An Integrated Approach to Meet NanoEHS Challenges Along the Life Cycle of Nano-Enabled Products: The Case Study of Engineered Nanoparticles Emitted from toners used in Printing Equipment

D. Bello, P. Demokritou
University of Massachusetts Lowell, US

Keywords: nano-enabled product, dosimetry, integrated approach, printers

Summary:

A large number of engineered nanomaterials (ENM) are already in use in different nanotechnology sectors as well as consumer and personal care products. Populations of workers and consumers are being exposed to ENM across the life cycle (LC) of nano-enabled products (NEPs), during synthesis, consumer use, and at the end of life. Harnessing the potential of any nanotechnology application requires careful balancing of benefits against potential risks. In this context, science-based assessment of potential adverse effects and risks is critical.
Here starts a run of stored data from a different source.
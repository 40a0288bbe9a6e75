// Instruction-level types shared by the scanner, the dispatcher and the UI

use std::fmt;

/// Line and column of a slice in the program text. Both are 1-based.
#[derive(Debug, Clone, Copy, PartialEq, Eq, Hash)]
pub struct SourceLocation {
    pub line: usize,
    pub column: usize,
}

impl SourceLocation {
    pub fn new(line: usize, column: usize) -> Self {
        Self { line, column }
    }

    /// Location of the opcode half of the instruction starting here
    pub fn opcode(self) -> Self {
        Self::new(self.line, self.column + 1)
    }
}

impl fmt::Display for SourceLocation {
    fn fmt(&self, f: &mut fmt::Formatter<'_>) -> fmt::Result {
        write!(f, "{}:{}", self.line, self.column)
    }
}

/// The nine naz opcodes
#[derive(Debug, Clone, Copy, PartialEq, Eq, Hash)]
pub enum Opcode {
    Add,      // a
    Divide,   // d
    Function, // f
    Halt,     // h
    Multiply, // m
    Output,   // o
    Modulo,   // p
    Subtract, // s
    Mode,     // x
}

impl Opcode {
    pub const ALL: [Opcode; 9] = [
        Opcode::Add,
        Opcode::Divide,
        Opcode::Function,
        Opcode::Halt,
        Opcode::Multiply,
        Opcode::Output,
        Opcode::Modulo,
        Opcode::Subtract,
        Opcode::Mode,
    ];

    /// Look up the opcode written as `letter`.
    pub fn from_letter(letter: char) -> Option<Self> {
        match letter {
            'a' => Some(Opcode::Add),
            'd' => Some(Opcode::Divide),
            'f' => Some(Opcode::Function),
            'h' => Some(Opcode::Halt),
            'm' => Some(Opcode::Multiply),
            'o' => Some(Opcode::Output),
            'p' => Some(Opcode::Modulo),
            's' => Some(Opcode::Subtract),
            'x' => Some(Opcode::Mode),
            _ => None,
        }
    }

    pub fn letter(self) -> char {
        match self {
            Opcode::Add => 'a',
            Opcode::Divide => 'd',
            Opcode::Function => 'f',
            Opcode::Halt => 'h',
            Opcode::Multiply => 'm',
            Opcode::Output => 'o',
            Opcode::Modulo => 'p',
            Opcode::Subtract => 's',
            Opcode::Mode => 'x',
        }
    }
}

/// A validated operand/opcode pair such as `3a`
#[derive(Debug, Clone, Copy, PartialEq, Eq, Hash)]
pub struct Instruction {
    pub operand: u8,
    pub opcode: Opcode,
}

impl Instruction {
    pub fn new(operand: u8, opcode: Opcode) -> Self {
        debug_assert!(operand <= 9);
        Self { operand, opcode }
    }
}

impl fmt::Display for Instruction {
    fn fmt(&self, f: &mut fmt::Formatter<'_>) -> fmt::Result {
        write!(f, "{}{}", self.operand, self.opcode.letter())
    }
}

/// What a program position decodes to
#[derive(Debug, Clone, Copy, PartialEq, Eq)]
pub enum Token {
    LineBreak,
    Instruction(Instruction),
}
//! Scanner and validator for naz source text
//!
//! [`Lexer::scan`] cuts the source into [`RawToken`]s: a line break (`\n` or
//! `\r\n`) or the next two characters, whatever they are. Scanning never
//! fails. Shape checks happen later in [`RawToken::decode`], one position at
//! a time, so a malformed slice is only reported once execution reaches it.

use super::ast::{Instruction, Opcode, SourceLocation, Token};
use std::fmt;

/// One undecoded program position
#[derive(Debug, Clone, Copy, PartialEq, Eq)]
pub enum Slice {
    LineBreak,
    /// Two characters, or one when the input ends mid-instruction
    Pair(char, Option<char>),
}

#[derive(Debug, Clone, Copy, PartialEq, Eq)]
pub struct RawToken {
    pub slice: Slice,
    pub location: SourceLocation,
}

/// Malformed instruction shapes
#[derive(Debug, Clone, Copy, PartialEq, Eq)]
pub enum FormatError {
    /// An opcode letter where the operand belongs, or an unknown letter after a digit
    InvalidInstruction,
    /// Something that is neither a digit nor an opcode where the operand belongs
    MissingNumberLiteral,
    /// A digit followed by a line break or the end of input
    MissingInstruction,
    /// A digit followed by another digit
    ChainedNumberLiterals,
}

impl fmt::Display for FormatError {
    fn fmt(&self, f: &mut fmt::Formatter<'_>) -> fmt::Result {
        match self {
            FormatError::InvalidInstruction => write!(f, "invalid instruction"),
            FormatError::MissingNumberLiteral => write!(f, "missing number literal"),
            FormatError::MissingInstruction => {
                write!(f, "number literal missing an instruction")
            }
            FormatError::ChainedNumberLiterals => write!(f, "attempt to chain number literals"),
        }
    }
}

impl std::error::Error for FormatError {}

impl RawToken {
    /// Validate the slice and split it into operand and opcode.
    pub fn decode(&self) -> Result<Token, FormatError> {
        let (first, second) = match self.slice {
            Slice::LineBreak => return Ok(Token::LineBreak),
            Slice::Pair(first, second) => (first, second),
        };

        let operand = match first.to_digit(10) {
            Some(digit) => digit as u8,
            None if Opcode::from_letter(first).is_some() => {
                return Err(FormatError::InvalidInstruction)
            }
            None => return Err(FormatError::MissingNumberLiteral),
        };

        match second {
            None | Some('\r') | Some('\n') => Err(FormatError::MissingInstruction),
            Some(c) if c.is_ascii_digit() => Err(FormatError::ChainedNumberLiterals),
            Some(c) => Opcode::from_letter(c)
                .map(|opcode| Token::Instruction(Instruction::new(operand, opcode)))
                .ok_or(FormatError::InvalidInstruction),
        }
    }
}

/// Scanner for naz source code
pub struct Lexer {
    input: Vec<char>,
    position: usize,
    line: usize,
    column: usize,
}

impl Lexer {
    /// Create a new lexer for the given source string.
    pub fn new(input: &str) -> Self {
        Self {
            input: input.chars().collect(),
            position: 0,
            line: 1,
            column: 1,
        }
    }

    /// Cut the entire input into raw slices
    pub fn scan(&mut self) -> Vec<RawToken> {
        let mut tokens = Vec::new();
        while let Some(token) = self.next_slice() {
            tokens.push(token);
        }
        tokens
    }

    fn next_slice(&mut self) -> Option<RawToken> {
        let location = self.current_location();
        let first = self.peek()?;

        if first == '\n' || (first == '\r' && self.peek_ahead(1) == Some('\n')) {
            if first == '\r' {
                self.advance();
            }
            self.advance();
            return Some(RawToken {
                slice: Slice::LineBreak,
                location,
            });
        }

        self.advance();
        // The second character is taken whatever it is; a line break here
        // makes the slice malformed.
        let second = self.advance();
        Some(RawToken {
            slice: Slice::Pair(first, second),
            location,
        })
    }

    /// Peek at current character without consuming
    fn peek(&self) -> Option<char> {
        self.input.get(self.position).copied()
    }

    /// Peek ahead n characters
    fn peek_ahead(&self, n: usize) -> Option<char> {
        self.input.get(self.position + n).copied()
    }

    /// Advance to next character
    fn advance(&mut self) -> Option<char> {
        let ch = self.peek()?;
        self.position += 1;

        if ch == '\n' {
            self.line += 1;
            self.column = 1;
        } else if ch != '\r' {
            self.column += 1;
        }

        Some(ch)
    }

    fn current_location(&self) -> SourceLocation {
        SourceLocation::new(self.line, self.column)
    }
}

#[cfg(test)]
mod tests {
    use super::*;

    fn scan(source: &str) -> Vec<RawToken> {
        Lexer::new(source).scan()
    }

    fn decode_one(slice: &str) -> Result<Token, FormatError> {
        scan(slice)[0].decode()
    }

    #[test]
    fn test_pairs_and_line_breaks() {
        let tokens = scan("1a2o\n3h");
        assert_eq!(tokens.len(), 4);
        assert_eq!(tokens[0].slice, Slice::Pair('1', Some('a')));
        assert_eq!(tokens[1].location, SourceLocation::new(1, 3));
        assert_eq!(tokens[2].slice, Slice::LineBreak);
        assert_eq!(tokens[2].location, SourceLocation::new(1, 5));
        assert_eq!(tokens[3].location, SourceLocation::new(2, 1));
    }

    #[test]
    fn test_crlf_is_one_line_break() {
        let tokens = scan("1a\r\n1a");
        assert_eq!(tokens.len(), 3);
        assert_eq!(tokens[1].slice, Slice::LineBreak);
        assert_eq!(tokens[2].location, SourceLocation::new(2, 1));
    }

    #[test]
    fn test_empty_lines() {
        let tokens = scan("\n\n1a");
        assert_eq!(tokens[0].slice, Slice::LineBreak);
        assert_eq!(tokens[1].slice, Slice::LineBreak);
        assert_eq!(tokens[2].location, SourceLocation::new(3, 1));
    }

    #[test]
    fn test_decode_valid_instruction() {
        assert_eq!(
            decode_one("7m"),
            Ok(Token::Instruction(Instruction::new(7, Opcode::Multiply)))
        );
        assert_eq!(decode_one("\n"), Ok(Token::LineBreak));
    }

    #[test]
    fn test_opcode_in_operand_position() {
        assert_eq!(decode_one("a1"), Err(FormatError::InvalidInstruction));
        assert_eq!(decode_one("xx"), Err(FormatError::InvalidInstruction));
    }

    #[test]
    fn test_missing_number_literal() {
        assert_eq!(decode_one("qa"), Err(FormatError::MissingNumberLiteral));
        assert_eq!(decode_one(" 1"), Err(FormatError::MissingNumberLiteral));
        assert_eq!(decode_one("\r1"), Err(FormatError::MissingNumberLiteral));
    }

    #[test]
    fn test_digit_before_line_break_or_end() {
        assert_eq!(decode_one("1\n"), Err(FormatError::MissingInstruction));
        assert_eq!(decode_one("1\r\n"), Err(FormatError::MissingInstruction));
        assert_eq!(decode_one("1"), Err(FormatError::MissingInstruction));
    }

    #[test]
    fn test_chained_digits() {
        assert_eq!(decode_one("12"), Err(FormatError::ChainedNumberLiterals));
    }

    #[test]
    fn test_unknown_opcode_letter() {
        assert_eq!(decode_one("1z"), Err(FormatError::InvalidInstruction));
        assert_eq!(decode_one("1A"), Err(FormatError::InvalidInstruction));
    }

    #[test]
    fn test_odd_line_shifts_following_slices() {
        // "1a1" + newline: the third slice swallows the line break.
        let tokens = scan("1a1\n2a");
        assert_eq!(tokens[1].slice, Slice::Pair('1', Some('\n')));
        assert_eq!(tokens[2].location, SourceLocation::new(2, 1));
    }
}
//! Source code pane rendering with syntax highlighting
//!
//! Shows the program text with line numbers. The line of the last processed
//! position gets a lighter background and the two characters of that token
//! are drawn reversed. A line that raised a fatal error is drawn in red.

use crate::parser::{Opcode, SourceLocation};
use crate::ui::theme::DEFAULT_THEME;
use ratatui::{
    layout::Rect,
    style::{Color, Modifier, Style},
    text::{Line, Span},
    widgets::{Block, Borders, Paragraph},
    Frame,
};

/// Style for one source character
fn char_style(c: char) -> Style {
    if c.is_ascii_digit() {
        return Style::default().fg(DEFAULT_THEME.number);
    }
    match Opcode::from_letter(c) {
        Some(Opcode::Add)
        | Some(Opcode::Subtract)
        | Some(Opcode::Multiply)
        | Some(Opcode::Divide)
        | Some(Opcode::Modulo) => Style::default()
            .fg(DEFAULT_THEME.arithmetic)
            .add_modifier(Modifier::BOLD),
        Some(Opcode::Output) => Style::default()
            .fg(DEFAULT_THEME.output)
            .add_modifier(Modifier::BOLD),
        Some(Opcode::Function) => Style::default()
            .fg(DEFAULT_THEME.function)
            .add_modifier(Modifier::BOLD),
        Some(Opcode::Mode) => Style::default()
            .fg(DEFAULT_THEME.mode)
            .add_modifier(Modifier::BOLD),
        Some(Opcode::Halt) => Style::default()
            .fg(DEFAULT_THEME.error)
            .add_modifier(Modifier::BOLD),
        // Not part of any valid instruction
        None => Style::default()
            .fg(DEFAULT_THEME.comment)
            .add_modifier(Modifier::CROSSED_OUT),
    }
}

/// Highlight a naz line, marking the token that starts at `token_column`
fn highlight_line(line: &str, token_column: Option<usize>) -> Vec<Span<'static>> {
    line.chars()
        .enumerate()
        .map(|(idx, c)| {
            let column = idx + 1;
            let mut style = char_style(c);
            if let Some(start) = token_column {
                if column == start || column == start + 1 {
                    style = style.add_modifier(Modifier::REVERSED);
                }
            }
            Span::styled(c.to_string(), style)
        })
        .collect()
}

/// Scroll state for the source pane
#[derive(Debug, Default)]
pub struct SourceScrollState {
    pub offset: usize,
    /// Visual row the current line is pinned to while stepping
    pub target_line_row: Option<usize>,
}

/// Render the source code pane
///
/// `current` is the start of the last processed token, `error_line` the line
/// of a fatal error when the viewer sits on the final step.
pub fn render_source_pane(
    frame: &mut Frame,
    area: Rect,
    source_code: &str,
    current: Option<SourceLocation>,
    error_line: Option<usize>,
    is_focused: bool,
    scroll_state: &mut SourceScrollState,
) {
    let border_style = if is_focused {
        Style::default()
            .fg(DEFAULT_THEME.border_focused)
            .add_modifier(Modifier::BOLD)
    } else {
        Style::default().fg(DEFAULT_THEME.border_normal)
    };

    let block = Block::default()
        .title(" Source Code ")
        .borders(Borders::ALL)
        .border_style(border_style);

    let lines: Vec<&str> = source_code.lines().collect();
    let total_lines = lines.len();
    let current_line = error_line.or(current.map(|loc| loc.line)).unwrap_or(0);

    let visible_height = area.height.saturating_sub(2).max(1) as usize; // Account for borders (2), min 1

    // Initialize target row to center if not set, then clamp to the visible area
    let target_row = scroll_state
        .target_line_row
        .unwrap_or(visible_height / 2)
        .min(visible_height.saturating_sub(1));
    scroll_state.target_line_row = Some(target_row);

    if current_line > 0 && current_line <= total_lines {
        scroll_state.offset = (current_line - 1).saturating_sub(target_row);

        if total_lines > visible_height {
            let max_scroll = total_lines - visible_height;
            scroll_state.offset = scroll_state.offset.min(max_scroll);
        } else {
            scroll_state.offset = 0;
        }
    }

    let visible_lines: Vec<Line> = lines
        .iter()
        .enumerate()
        .skip(scroll_state.offset)
        .take(visible_height)
        .map(|(idx, line)| {
            let line_num = idx + 1;
            let is_current = line_num == current_line;
            let is_error = is_current && error_line.is_some();
            let line_num_str = format!("{:4} ", line_num);

            let token_column = current
                .filter(|loc| loc.line == line_num)
                .map(|loc| loc.column);
            let mut spans = highlight_line(line, token_column);

            let num_style = if is_error {
                for span in &mut spans {
                    span.style = span
                        .style
                        .bg(DEFAULT_THEME.error)
                        .fg(Color::White)
                        .add_modifier(Modifier::BOLD);
                }
                Style::default()
                    .fg(DEFAULT_THEME.error)
                    .add_modifier(Modifier::BOLD)
            } else if is_current {
                for span in &mut spans {
                    span.style = span.style.bg(DEFAULT_THEME.current_line_bg);
                }
                Style::default()
                    .fg(DEFAULT_THEME.secondary)
                    .add_modifier(Modifier::BOLD)
            } else {
                Style::default().fg(DEFAULT_THEME.comment)
            };

            let mut final_spans = vec![Span::styled(line_num_str, num_style)];
            final_spans.extend(spans);
            Line::from(final_spans)
        })
        .collect();

    let paragraph = Paragraph::new(visible_lines).block(block);
    frame.render_widget(paragraph, area);
}

#[cfg(test)]
mod tests {
    use super::*;

    #[test]
    fn test_current_token_is_reversed() {
        let spans = highlight_line("1a2o", Some(3));
        let reversed: Vec<bool> = spans
            .iter()
            .map(|span| span.style.add_modifier.contains(Modifier::REVERSED))
            .collect();
        assert_eq!(reversed, vec![false, false, true, true]);
    }

    #[test]
    fn test_opcode_groups_are_coloured() {
        assert_eq!(char_style('7').fg, Some(DEFAULT_THEME.number));
        assert_eq!(char_style('m').fg, Some(DEFAULT_THEME.arithmetic));
        assert_eq!(char_style('o').fg, Some(DEFAULT_THEME.output));
        assert_eq!(char_style('f').fg, Some(DEFAULT_THEME.function));
        assert_eq!(char_style('h').fg, Some(DEFAULT_THEME.error));
        assert!(char_style('?')
            .add_modifier
            .contains(Modifier::CROSSED_OUT));
    }
}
Currently, the risk assessment paradigm used in nano toxicology is based on the toxicological properties and exposures of bulk ENMs at the occupational level. Toxicological and risk assessment along the life cycle of NEPs presents several unique challenges compared to primary production of bulk ENM in occupational settings: (i) Little is known about realistic exposures per se across LC; (ii) Scenarios are scattered across LC; (iii) The physicochemical and morphological (PCM) properties of emitted particles are usually significantly different from the input nanomaterials used in the synthesis; (iv) As a result, toxicological properties of actual particle exposures are often unknown (and so is the hazard and risk) and cannot be inferred from that of input ENMs used in the synthesis of NEPs. We present here an integrated and structured approach to address the needs of science-based hazard and risk assessment across the LC of NEPs. We illustrate the approach with a case study of an NEP widely used by almost everyone: consumer and workplace exposure to engineered nanoparticles from toners used in printing equipment. This approach is suitable for other similar scenarios such as mechanical processing of advanced composites containing carbon nanotubes and other ENM, and end-of-life incineration of such composites.